The most significant argument from the commissioner was that the tribunal ought to have considered the initially proposed transaction—that is, Rogers purchasing Shaw outright rather than the modified transaction in which Rogers would acquire Shaw only after the divestiture of Freedom to Videotron.
It's conceivable that this difference could have mattered. Prominently, if the original deal were considered and found to be anti-competitive and the sale of Freedom was proposed as a remedy, then the burden would arguably have been on the merging parties to show that the remedy addressed the anti-competitive effects of the deal. On the other hand, if the tribunal considers only the modified deal, then the burden is on the commissioner to show that the deal remained anti-competitive despite the divestiture of Freedom.
Conceivably, this decision could have mattered, but both the tribunal and, I think, the Federal Court of Appeal reasonably concluded that the tribunal ought not to consider a deal that would never happen and instead focused their attention on the deal that was actually being proposed. This makes sense to me. Courts and tribunals do not normally spend a lot of time considering moot questions.
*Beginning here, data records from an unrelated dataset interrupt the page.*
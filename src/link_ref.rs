//! Link reference definitions and the link syntax shared with inline links.

use html_escape::decode_html_entities;
use rustc_hash::FxHashMap;

use crate::limits;

/// A link reference definition (URL + optional title), already unescaped.
#[derive(Debug, Clone, PartialEq, Eq)]
pub struct LinkRefDef {
    pub url: String,
    pub title: Option<String>,
}

/// Store of link reference definitions, keyed by normalized label.
#[derive(Debug, Default, Clone)]
pub struct LinkRefStore {
    by_label: FxHashMap<String, LinkRefDef>,
}

impl LinkRefStore {
    pub fn new() -> Self {
        Self::default()
    }

    /// Add a definition if the label is new. First definition wins.
    pub fn insert(&mut self, label: String, def: LinkRefDef) {
        self.by_label.entry(label).or_insert(def);
    }

    /// Look up a raw (not yet normalized) label.
    pub fn lookup(&self, raw_label: &str) -> Option<&LinkRefDef> {
        if self.by_label.is_empty() {
            return None;
        }
        self.by_label.get(&normalize_label(raw_label))
    }

    pub fn len(&self) -> usize {
        self.by_label.len()
    }

    pub fn is_empty(&self) -> bool {
        self.by_label.is_empty()
    }
}

/// Normalize a link label: collapse internal whitespace to single spaces,
/// trim, and case-fold.
pub fn normalize_label(label: &str) -> String {
    let mut out = String::with_capacity(label.len());
    let mut last_was_space = true;

    for ch in label.chars() {
        if ch.is_whitespace() {
            if !last_was_space {
                out.push(' ');
                last_was_space = true;
            }
            continue;
        }

        last_was_space = false;
        if ch == 'ß' || ch == 'ẞ' {
            out.push_str("ss");
        } else {
            out.extend(ch.to_lowercase());
        }
    }

    if out.ends_with(' ') {
        out.pop();
    }
    out
}

/// Remove backslash escapes and decode entities.
pub fn unescape_all(text: &str) -> String {
    let bytes = text.as_bytes();
    let mut unescaped = String::with_capacity(text.len());
    let mut last = 0;
    let mut pos = 0;
    while pos + 1 < bytes.len() {
        if bytes[pos] == b'\\' && bytes[pos + 1].is_ascii_punctuation() {
            unescaped.push_str(&text[last..pos]);
            last = pos + 1;
            pos += 2;
        } else {
            pos += 1;
        }
    }
    unescaped.push_str(&text[last..]);
    decode_html_entities(&unescaped).into_owned()
}

/// Find the `]` closing a label that opens with `[` at `start`.
///
/// Backslash escapes and code spans are skipped. With `nested`, balanced
/// inner brackets are allowed; otherwise an inner `[` fails the label.
pub fn parse_link_label(src: &[u8], start: usize, max: usize, nested: bool) -> Option<usize> {
    debug_assert_eq!(src.get(start), Some(&b'['));
    let mut level = 1usize;
    let mut pos = start + 1;

    while pos < max {
        match src[pos] {
            b'\\' => {
                pos += 2;
                continue;
            }
            b'[' => {
                if !nested || level >= limits::MAX_BRACKET_DEPTH {
                    return None;
                }
                level += 1;
            }
            b']' => {
                level -= 1;
                if level == 0 {
                    return Some(pos);
                }
            }
            b'`' => {
                let run_end = skip_run(src, pos, max, b'`');
                let len = run_end - pos;
                pos = find_closing_backticks(src, run_end, max, len).map_or(run_end, |close| close + len);
                continue;
            }
            _ => {}
        }
        pos += 1;
    }
    None
}

/// Parse a link destination at `pos`. Returns the unescaped URL and the
/// position after it.
pub fn parse_link_destination(src: &[u8], mut pos: usize, max: usize) -> Option<(String, usize)> {
    let start = pos;

    if pos < max && src[pos] == b'<' {
        pos += 1;
        while pos < max {
            match src[pos] {
                b'\n' | b'<' => return None,
                b'>' => {
                    let raw = std::str::from_utf8(&src[start + 1..pos]).ok()?;
                    return Some((unescape_all(raw), pos + 1));
                }
                b'\\' if pos + 1 < max => pos += 2,
                _ => pos += 1,
            }
        }
        return None;
    }

    let mut level = 0usize;
    while pos < max {
        let b = src[pos];
        if b == b' ' || b < 0x20 || b == 0x7f {
            break;
        }
        if b == b'\\' && pos + 1 < max {
            if src[pos + 1] == b' ' {
                break;
            }
            pos += 2;
            continue;
        }
        if b == b'(' {
            level += 1;
            if level > limits::MAX_LINK_PAREN_DEPTH {
                return None;
            }
        }
        if b == b')' {
            if level == 0 {
                break;
            }
            level -= 1;
        }
        pos += 1;
    }

    if start == pos || level != 0 {
        return None;
    }
    let raw = std::str::from_utf8(&src[start..pos]).ok()?;
    Some((unescape_all(raw), pos))
}

/// Parse a link title (`"..."`, `'...'` or `(...)`) at `pos`. Returns the
/// unescaped title, the position after it, and the number of newlines
/// crossed.
pub fn parse_link_title(src: &[u8], mut pos: usize, max: usize) -> Option<(String, usize, usize)> {
    if pos >= max {
        return None;
    }
    let marker = match src[pos] {
        b'"' => b'"',
        b'\'' => b'\'',
        b'(' => b')',
        _ => return None,
    };
    let start = pos + 1;
    pos = start;
    let mut lines = 0;

    while pos < max {
        let b = src[pos];
        if b == marker {
            let raw = std::str::from_utf8(&src[start..pos]).ok()?;
            return Some((unescape_all(raw), pos + 1, lines));
        }
        if b == b'(' && marker == b')' {
            return None;
        }
        if b == b'\n' {
            lines += 1;
        } else if b == b'\\' && pos + 1 < max {
            pos += 1;
            if src[pos] == b'\n' {
                lines += 1;
            }
        }
        pos += 1;
    }
    None
}

/// Reject script-capable URL schemes. `data:` is allowed for raster images
/// only.
pub fn is_allowed_url(url: &str) -> bool {
    let url = url.trim_start().as_bytes();
    let has_scheme = |scheme: &[u8]| url.len() >= scheme.len() && url[..scheme.len()].eq_ignore_ascii_case(scheme);

    if has_scheme(b"javascript:") || has_scheme(b"vbscript:") || has_scheme(b"file:") {
        return false;
    }
    if has_scheme(b"data:") {
        const IMAGES: [&[u8]; 4] = [b"data:image/gif;", b"data:image/png;", b"data:image/jpeg;", b"data:image/webp;"];
        return IMAGES.iter().any(|ok| has_scheme(*ok));
    }
    true
}

#[inline]
pub(crate) fn skip_run(src: &[u8], mut pos: usize, max: usize, ch: u8) -> usize {
    while pos < max && src[pos] == ch {
        pos += 1;
    }
    pos
}

/// Start of the next backtick run of exactly `len` at or after `pos`.
pub(crate) fn find_closing_backticks(src: &[u8], mut pos: usize, max: usize, len: usize) -> Option<usize> {
    if len > limits::MAX_CODE_SPAN_BACKTICKS {
        return None;
    }
    while pos < max {
        let next = memchr::memchr(b'`', &src[pos..max])? + pos;
        let run_end = skip_run(src, next, max, b'`');
        if run_end - next == len {
            return Some(next);
        }
        pos = run_end;
    }
    None
}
In any event, both the tribunal and the Federal Court of Appeal pointed out that deciding otherwise would not have made much of a difference in this case. In fact, I thought the Federal Court of Appeal in particular was excellent in its explanation of the reason this burden didn't matter much. In theory, a burden might matter where there is a gap in the evidence. If you can't prove something because there's a gap in the evidence, then where the burden is allocated might matter. It might also matter where there's a tie, where the adjudicator can't make up its mind between two positions. The party that has the burden of proof is going to lose that case.
Neither of these conditions was met here. The evidence was thorough, as the tribunal reviewed in detail and the Federal Court of Appeal acknowledged, and I don't think the tribunal regarded this as an especially close case. This was not an anti-competitive merger in the tribunal's view, and indeed it might even have had some pro-competitive properties. Whether the burden of proof is on one side or the other, I don't think it much mattered in this case.
I might imagine that in some cases an eleventh-hour change to a deal could create some concerns about the scheduling of a hearing. If there's preparation for one deal and at the eleventh hour it's switched to another, there could be some questions regarding procedural fairness. Again, the tribunal considered this. The Federal Court of Appeal considered this. Both of them concluded that the commissioner had sufficient notice of the modified transactions to prepare for the hearing, so there was no procedural unfairness.
The tribunal's conclusion that it was going to consider the modified deal was a sensible one, although in the end it might not have mattered much one way or the other.
That was the most interesting of the legal issues, so I'll conclude by saying I think the tribunal's decision and the Federal Court of Appeal's respect for that decision were persuasive as a matter of competition law.
Thank you.
:
Thank you for inviting me to be here today.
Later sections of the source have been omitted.